Num recente artigo para a Executive Intelligence Review, Bill Roberts analisa a situação atual da indústria norte-americana, em especial o seu setor automotivo. Em 1953, 53% dos empregos nos EUA eram no setor industrial. Hoje, não passa de 8%. A participação da indústria na economia americana em 1955 era de 28%. Hoje não passa de 12%, além do país ter perdido mais de 5 milhões de trabalhadores industriais e o salário real no setor não sofrer aumento real desde 1999.

O caso atual do anúncio da General Motors de fechar boa parte de suas plantas industriais em Ohio, reeditando o que ocorreu tempos atrás com a antiga cidade industrial de Detroit, faz parte do contexto geral da crise de 2008. As empresas não criaram planos para sua viabilização na economia real. Depois da crise e com o apoio dos empréstimos a juros negativos feitos pelos governos do EUA e da União Europeia (e depois os vira-latas querem falar do nosso BNDES), tornaram-se de fato empresas virtuais, mais preocupadas com seus ganhos nas bolsas de valores do que em ganhos reais. Todos saem perdendo.

É tudo tão inacreditável que o valor da estrutura física da Ford, por exemplo, que ganha muito na especulação a cada ano, é inferior ao valor da estrutura física da companhia de carros elétricos Tesla. Os americanos esqueceram que boa parcela da superioridade que alcançaram em relação a União Soviética durante a corrida espacial se deveu a contratos feitos com a Chrysler em parceria com a NASA, num trabalho conjunto com as forças aéreas do país.

Hoje é uma vergonha se dizer um operário nos EUA. Logo ali que ser um trabalhador industrial qualificado representava a maior parte da boa qualidade de vida do americano. Hoje um trabalhador industrial ganha de 16 a 20 dólares por hora nas fábricas.
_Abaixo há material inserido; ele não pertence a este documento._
//! # Protocol Layer
//!
//! The HostConnect handshake and keepalive discipline.
//!
//! ## Components
//! - **Handshake**: challenge/response authentication and identity resolution
//! - **KeepAlive**: outbound idle tracking and dead-peer detection
//!
//! ## Security
//! - 32-byte challenge from the OS entropy source, fresh per connection
//! - Permanent hosts must sign the challenge with their identity key
//! - Every handshake read and write is bounded by the pre-auth timeout

pub mod handshake;
pub mod keepalive;
//! # Error Types
//!
//! Error handling for the HostConnect server.
//!
//! Every failure is classified into one of three kinds so that callers branch
//! on what happened rather than on which I/O call produced it:
//!
//! ## Error Categories
//! - **Transport**: timeouts, resets and clean closes. These are ordinary
//!   disconnects and are logged at info level.
//! - **Protocol violations**: malformed or invalid handshake content and bad
//!   frame lengths. Handshake violations carry a named [`AuthFailure`].
//! - **Unexpected**: storage failures, entropy failures and anything else the
//!   server did not anticipate. Logged at debug level with the computer
//!   identity when known.
//!
//! ## Example Usage
//! ```rust
//! use host_connect::error::{ErrorKind, ProtocolError};
//!
//! let err = ProtocolError::ConnectionClosed;
//! assert_eq!(err.kind(), ErrorKind::TransportClosed);
//! ```

use std::io;
use thiserror::Error;

/// Error message constants to reduce allocations in error paths.
pub mod constants {
    /// Handshake rejection reasons (user-facing)
    pub const ERR_AUTH_RESPONSE_LENGTH: &str =
        "Authentication response length must be greater than zero.";
    pub const ERR_SIGNATURE_LENGTH: &str = "Authentication response specified 0-length signature.";
    pub const ERR_SECURITY_KEY_LENGTH: &str =
        "Authentication response specified 0-length security key.";
    pub const ERR_PUBLIC_KEY_LENGTH: &str =
        "Authentication response specified 0-length public key.";
    pub const ERR_NAME_LENGTH: &str = "Authentication response specified 0-length computer name.";
    pub const ERR_SIGNATURE_VERIFICATION_FAILED: &str = "Signature verification failed.";
    pub const ERR_FAILED_TO_ADD_COMPUTER: &str = "Failed to add computer.";
    pub const ERR_AUTH_RESPONSE_COMMAND: &str =
        "Authentication response must begin with Command.ClientAuthentication.";
    pub const ERR_AUTH_RESPONSE_TRUNCATED: &str =
        "Authentication response ended before all required fields were read.";

    /// Connection errors
    pub const ERR_CONNECTION_CLOSED: &str = "Connection closed";
    pub const ERR_TIMEOUT: &str = "Operation timed out";

    /// Store errors
    pub const ERR_STORE_LOCK_POISONED: &str = "Computer store lock poisoned";
    pub const ERR_UNKNOWN_COMPUTER: &str = "No computer with this ID";
    pub const ERR_DUPLICATE_PUBLIC_KEY: &str = "A computer with this public key already exists";

    /// Clock
    pub const ERR_SYSTEM_TIME: &str = "System time error: time went backwards";
}

/// Named reasons a handshake can be rejected.
///
/// The `Display` form is the message handed back to the outer server.
#[derive(Error, Debug, Clone, Copy, PartialEq, Eq)]
pub enum AuthFailure {
    #[error("{}", constants::ERR_AUTH_RESPONSE_LENGTH)]
    AuthResponseLength,

    #[error("{}", constants::ERR_SIGNATURE_LENGTH)]
    SignatureLength,

    #[error("{}", constants::ERR_SECURITY_KEY_LENGTH)]
    SecurityKeyLength,

    #[error("{}", constants::ERR_PUBLIC_KEY_LENGTH)]
    PublicKeyLength,

    #[error("{}", constants::ERR_NAME_LENGTH)]
    NameLength,

    #[error("{}", constants::ERR_SIGNATURE_VERIFICATION_FAILED)]
    SignatureVerificationFailed,

    #[error("{}", constants::ERR_AUTH_RESPONSE_COMMAND)]
    AuthResponseCommand,

    #[error("{}", constants::ERR_FAILED_TO_ADD_COMPUTER)]
    FailedToAddComputer,

    #[error("{}", constants::ERR_AUTH_RESPONSE_TRUNCATED)]
    AuthResponseTruncated,
}

// ProtocolError is the primary error type for all HostConnect operations
#[derive(Error, Debug)]
pub enum ProtocolError {
    #[error("I/O error: {0}")]
    Io(#[from] io::Error),

    #[error("Connection closed")]
    ConnectionClosed,

    #[error("Timeout occurred")]
    Timeout,

    #[error("Handshake rejected: {0}")]
    Handshake(AuthFailure),

    #[error("Invalid length for {field}: {length}")]
    InvalidLength { field: &'static str, length: i64 },

    #[error("Field {field} is too long: {length} bytes (max {max})")]
    FieldTooLong {
        field: &'static str,
        length: usize,
        max: usize,
    },

    #[error("Invalid UTF-8 in {0}")]
    InvalidUtf8(&'static str),

    #[error("Storage error: {0}")]
    Storage(String),

    #[error("Entropy error: {0}")]
    Entropy(String),

    #[error("Configuration error: {0}")]
    ConfigError(String),

    #[error("Custom error: {0}")]
    Custom(String),
}

impl From<AuthFailure> for ProtocolError {
    fn from(reason: AuthFailure) -> Self {
        ProtocolError::Handshake(reason)
    }
}

/// Coarse classification used to decide how a failure is logged and whether
/// it counts as an ordinary disconnect.
#[derive(Debug, Clone, PartialEq, Eq)]
pub enum ErrorKind {
    /// Timeout, reset or clean close.
    TransportClosed,
    /// Malformed or invalid protocol content.
    ProtocolViolation(String),
    /// Anything else.
    Unexpected(String),
}

impl ProtocolError {
    /// Classify this error.
    pub fn kind(&self) -> ErrorKind {
        match self {
            ProtocolError::Io(_) | ProtocolError::ConnectionClosed | ProtocolError::Timeout => {
                ErrorKind::TransportClosed
            }
            ProtocolError::Handshake(reason) => ErrorKind::ProtocolViolation(reason.to_string()),
            ProtocolError::InvalidLength { .. }
            | ProtocolError::FieldTooLong { .. }
            | ProtocolError::InvalidUtf8(_) => ErrorKind::ProtocolViolation(self.to_string()),
            ProtocolError::Storage(_)
            | ProtocolError::Entropy(_)
            | ProtocolError::ConfigError(_)
            | ProtocolError::Custom(_) => ErrorKind::Unexpected(self.to_string()),
        }
    }

    /// True for timeouts, resets and clean closes.
    pub fn is_transport(&self) -> bool {
        matches!(self.kind(), ErrorKind::TransportClosed)
    }

    /// The named handshake reason, if this is a handshake rejection.
    pub fn auth_failure(&self) -> Option<AuthFailure> {
        match self {
            ProtocolError::Handshake(reason) => Some(*reason),
            _ => None,
        }
    }
}

/// Type alias for Results using ProtocolError
pub type Result<T> = std::result::Result<T, ProtocolError>;
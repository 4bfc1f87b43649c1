//! # Service Layer
//!
//! Everything that happens to a host after the socket is accepted.
//!
//! ## Components
//! - **HostHandle**: one authenticated connection and its outbound side
//! - **HostRegistry**: computer ID to live handle, with reconnect eviction
//! - **Session**: `serve_host`, the handshake followed by the command loop
//!
//! Shared collaborators travel in a [`HostContext`], cloned into every
//! connection task.

pub mod handle;
pub mod registry;
pub mod session;

pub use handle::HostHandle;
pub use registry::HostRegistry;
pub use session::{serve_host, HostConnectResult};

use std::sync::Arc;

use bytes::Bytes;
use tracing::info;

use crate::config::HostConnectConfig;
use crate::store::{ComputerId, ComputerStore};
use crate::utils::crypto::{Ed25519Verifier, SignatureVerifier};
use crate::utils::metrics::Metrics;

/// Receiver for `HostStatus` payloads.
///
/// Called from the connection's command loop; implementations must not
/// block.
pub trait HostStatusSink: Send + Sync {
    fn on_host_status(&self, computer_id: ComputerId, payload: Bytes);
}

/// Sink that only logs the payload size.
#[derive(Debug, Default, Clone, Copy)]
pub struct LoggingStatusSink;

impl HostStatusSink for LoggingStatusSink {
    fn on_host_status(&self, computer_id: ComputerId, payload: Bytes) {
        info!(computer_id, bytes = payload.len(), "Received host status");
    }
}

/// Collaborators shared by every connection.
#[derive(Clone)]
pub struct HostContext {
    pub config: Arc<HostConnectConfig>,
    pub registry: Arc<HostRegistry>,
    pub store: Arc<dyn ComputerStore>,
    pub verifier: Arc<dyn SignatureVerifier>,
    pub status_sink: Arc<dyn HostStatusSink>,
    pub metrics: Arc<Metrics>,
}

impl HostContext {
    /// Context with default configuration, an empty registry, Ed25519
    /// verification and a logging status sink.
    pub fn new(store: Arc<dyn ComputerStore>) -> Self {
        Self {
            config: Arc::new(HostConnectConfig::default()),
            registry: Arc::new(HostRegistry::new()),
            store,
            verifier: Arc::new(Ed25519Verifier),
            status_sink: Arc::new(LoggingStatusSink),
            metrics: Arc::new(Metrics::new()),
        }
    }

    pub fn with_config(mut self, config: HostConnectConfig) -> Self {
        self.config = Arc::new(config);
        self
    }

    pub fn with_registry(mut self, registry: Arc<HostRegistry>) -> Self {
        self.registry = registry;
        self
    }

    pub fn with_verifier(mut self, verifier: Arc<dyn SignatureVerifier>) -> Self {
        self.verifier = verifier;
        self
    }

    pub fn with_status_sink(mut self, sink: Arc<dyn HostStatusSink>) -> Self {
        self.status_sink = sink;
        self
    }

    pub fn with_metrics(mut self, metrics: Arc<Metrics>) -> Self {
        self.metrics = metrics;
        self
    }
}

impl std::fmt::Debug for HostContext {
    fn fmt(&self, f: &mut std::fmt::Formatter<'_>) -> std::fmt::Result {
        f.debug_struct("HostContext")
            .field("config", &self.config)
            .field("online", &self.registry.len())
            .finish_non_exhaustive()
    }
}
//! Outbound keepalive tracking.
//!
//! The server owes each host a frame at least every `interval`. Any outbound
//! write counts, so keepalives only go out on otherwise idle connections.
//! If nothing has been written for longer than `timeout` (the timer was
//! starved or writes are stuck), the peer is treated as dead.
//!
//! [`KeepAlive`] is a pure state machine. The connection handle owns one
//! inside its write guard and polls it from a timer task, so the decision to
//! send and the send itself can never race another writer.

use std::time::Duration;

use tokio::time::Instant;

use crate::utils::timeout::{KEEPALIVE_INTERVAL, KEEPALIVE_TIMEOUT};

/// What the timer should do on this tick.
#[derive(Debug, Clone, Copy, PartialEq, Eq)]
pub enum KeepAliveAction {
    /// Recent traffic; nothing to do.
    Idle,
    /// Interval elapsed with no outbound traffic.
    SendKeepAlive,
    /// Silent beyond the dead-peer bound; disconnect.
    TimedOut,
}

#[derive(Debug, Clone)]
pub struct KeepAlive {
    interval: Duration,
    timeout: Duration,
    last_activity: Instant,
}

impl KeepAlive {
    /// Start tracking at `now`.
    pub fn new(interval: Duration, timeout: Duration, now: Instant) -> Self {
        Self {
            interval,
            timeout,
            last_activity: now,
        }
    }

    pub fn interval(&self) -> Duration {
        self.interval
    }

    pub fn timeout(&self) -> Duration {
        self.timeout
    }

    /// Record an outbound write at `now`.
    pub fn mark_activity(&mut self, now: Instant) {
        self.last_activity = now;
    }

    pub fn idle_for(&self, now: Instant) -> Duration {
        now.saturating_duration_since(self.last_activity)
    }

    /// Decide what to do at `now`.
    pub fn poll(&self, now: Instant) -> KeepAliveAction {
        let idle = self.idle_for(now);
        if idle > self.timeout {
            KeepAliveAction::TimedOut
        } else if idle >= self.interval {
            KeepAliveAction::SendKeepAlive
        } else {
            KeepAliveAction::Idle
        }
    }
}

impl Default for KeepAlive {
    fn default() -> Self {
        Self::new(KEEPALIVE_INTERVAL, KEEPALIVE_TIMEOUT, Instant::now())
    }
}
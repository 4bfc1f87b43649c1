//! Wall-clock helpers.

use std::time::{SystemTime, UNIX_EPOCH};

use crate::error::{constants, ProtocolError, Result};

/// Milliseconds since the Unix epoch.
///
/// # Errors
/// Returns a `ProtocolError::Custom` if the system time is earlier than UNIX_EPOCH
pub fn current_timestamp_ms() -> Result<u64> {
    SystemTime::now()
        .duration_since(UNIX_EPOCH)
        .map(|duration| duration.as_millis() as u64)
        .map_err(|_| ProtocolError::Custom(constants::ERR_SYSTEM_TIME.into()))
}
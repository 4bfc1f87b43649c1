#![allow(clippy::unwrap_used, clippy::expect_used)]
//! Misbehaving hosts: garbage, hangups and silence.

mod common;

use std::time::Duration;

use common::*;
use host_connect::core::command::Command;
use host_connect::HostConnectResult;
use rand::Rng;
use tokio::io::{AsyncReadExt, AsyncWriteExt};

#[tokio::test]
async fn test_random_garbage_after_challenge() {
    let harness = Harness::new();
    let mut rng = rand::rng();

    for _ in 0..50 {
        let (mut host, session) = harness.connect();
        read_challenge(&mut host).await;

        let len = rng.random_range(1..256);
        let garbage: Vec<u8> = (0..len).map(|_| rng.random()).collect();
        host.write_all(&garbage).await.unwrap();
        drop(host);

        // Whatever the bytes were, the session ends cleanly.
        let result = tokio::time::timeout(Duration::from_secs(5), session)
            .await
            .expect("session should end once the host hangs up")
            .unwrap();
        assert!(matches!(
            result,
            HostConnectResult::Rejected(_) | HostConnectResult::Closed { .. }
        ));
    }
}

#[tokio::test]
async fn test_hangup_at_every_point_of_handshake() {
    let harness = Harness::new();
    let key = signing_key(30);

    let (mut probe, _) = harness.connect();
    let challenge = read_challenge(&mut probe).await;
    let frame = permanent_response(&key, &challenge, "Agent1").encode().unwrap();
    drop(probe);

    for cut in 0..frame.len() {
        let (mut host, session) = harness.connect();
        read_challenge(&mut host).await;
        host.write_all(&frame[..cut]).await.unwrap();
        drop(host);

        assert_eq!(
            session.await.unwrap(),
            HostConnectResult::Closed { computer_id: None },
            "hangup after {cut} bytes"
        );
    }
    assert!(harness.store.is_empty());
    assert!(harness.ctx.registry.is_empty());
}

#[tokio::test(start_paused = true)]
async fn test_silent_host_times_out_during_handshake() {
    let harness = Harness::new();
    let (mut host, session) = harness.connect();
    read_challenge(&mut host).await;

    let started = tokio::time::Instant::now();
    assert_eq!(
        session.await.unwrap(),
        HostConnectResult::Closed { computer_id: None }
    );
    assert!(started.elapsed() >= Duration::from_secs(30));
    assert!(started.elapsed() < Duration::from_secs(75));
}

#[tokio::test(start_paused = true)]
async fn test_silent_authenticated_host_times_out() {
    let harness = Harness::new();
    let key = signing_key(31);
    let (mut host, session) = harness.connect();
    authenticate(&mut host, &key, "Agent1").await;

    let result = session.await.unwrap();
    assert!(matches!(
        result,
        HostConnectResult::Closed {
            computer_id: Some(_)
        }
    ));
    assert!(harness.ctx.registry.is_empty());
    assert_eq!(harness.ctx.metrics.snapshot().connection_errors, 1);
}

#[tokio::test(start_paused = true)]
async fn test_host_keepalives_hold_session_open() {
    let harness = Harness::new();
    let key = signing_key(32);
    let (mut host, session) = harness.connect();
    authenticate(&mut host, &key, "Agent1").await;

    for _ in 0..5 {
        tokio::time::sleep(Duration::from_secs(60)).await;
        host.write_all(&[Command::KeepAlive.as_byte()]).await.unwrap();
    }

    let metrics = harness.ctx.metrics.clone();
    wait_until(|| metrics.snapshot().keepalives_received == 5).await;
    assert!(!session.is_finished());
    assert_eq!(harness.ctx.registry.len(), 1);

    // The server kept its side alive too.
    assert!(metrics.snapshot().keepalives_sent >= 2);
    assert_eq!(host.read_u8().await.unwrap(), Command::KeepAlive.as_byte());
}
Não haveria “lunático que se arrisque a sonhar com algo do gênero”.

Ainda no artigo mencionado, Bill Roberts narra um caso do cotidiano estadunidense: logo após as eleições para o Congresso americano, Tucker Carlson, comentarista da Fox News, criticava o Partido Republicano nos seguintes termos: os republicanos esquecem que a maior parte dos americanos não pagam os impostos federais. Na maioria dos casos eles não se importam com a pauta de “corte de impostos”, tampouco avaliam a economia em termos de valor de mercado ou PIB. O que importa a eles é quanto vai custar a gasolina ou o que será da vida deles se ficarem doentes. Segundo Carlson, essas seriam as razões pelas quais os republicanos perderam as eleições.

Com a recente americanização do Brasil iniciada com o lançamento da Ponte para o Futuro e que agora ganha contornos nitidamente teratológicos, os trabalhadores daqui tendem a pensar exatamente como os de lá: se ficarem doentes, com a Nova Previdência sua vida acabará; não só o custo dos preços do combustível – que já causou a greve que colocou uma pá de cal no governo Temer e que pode voltar – mas o aumento do custo de vida de um modo geral devido ao desemprego, à informalidade e a queda generalizada da renda das famílias, podem levar, à americana, a não mais uma luta entre as elites como vemos agora contra Bolsonaro (STF e mídia na dianteira). Um legítimo levante popular surge no horizonte. Dessa vez e ao contrário dos EUA, com um “salvador da pátria” caído em desgraça.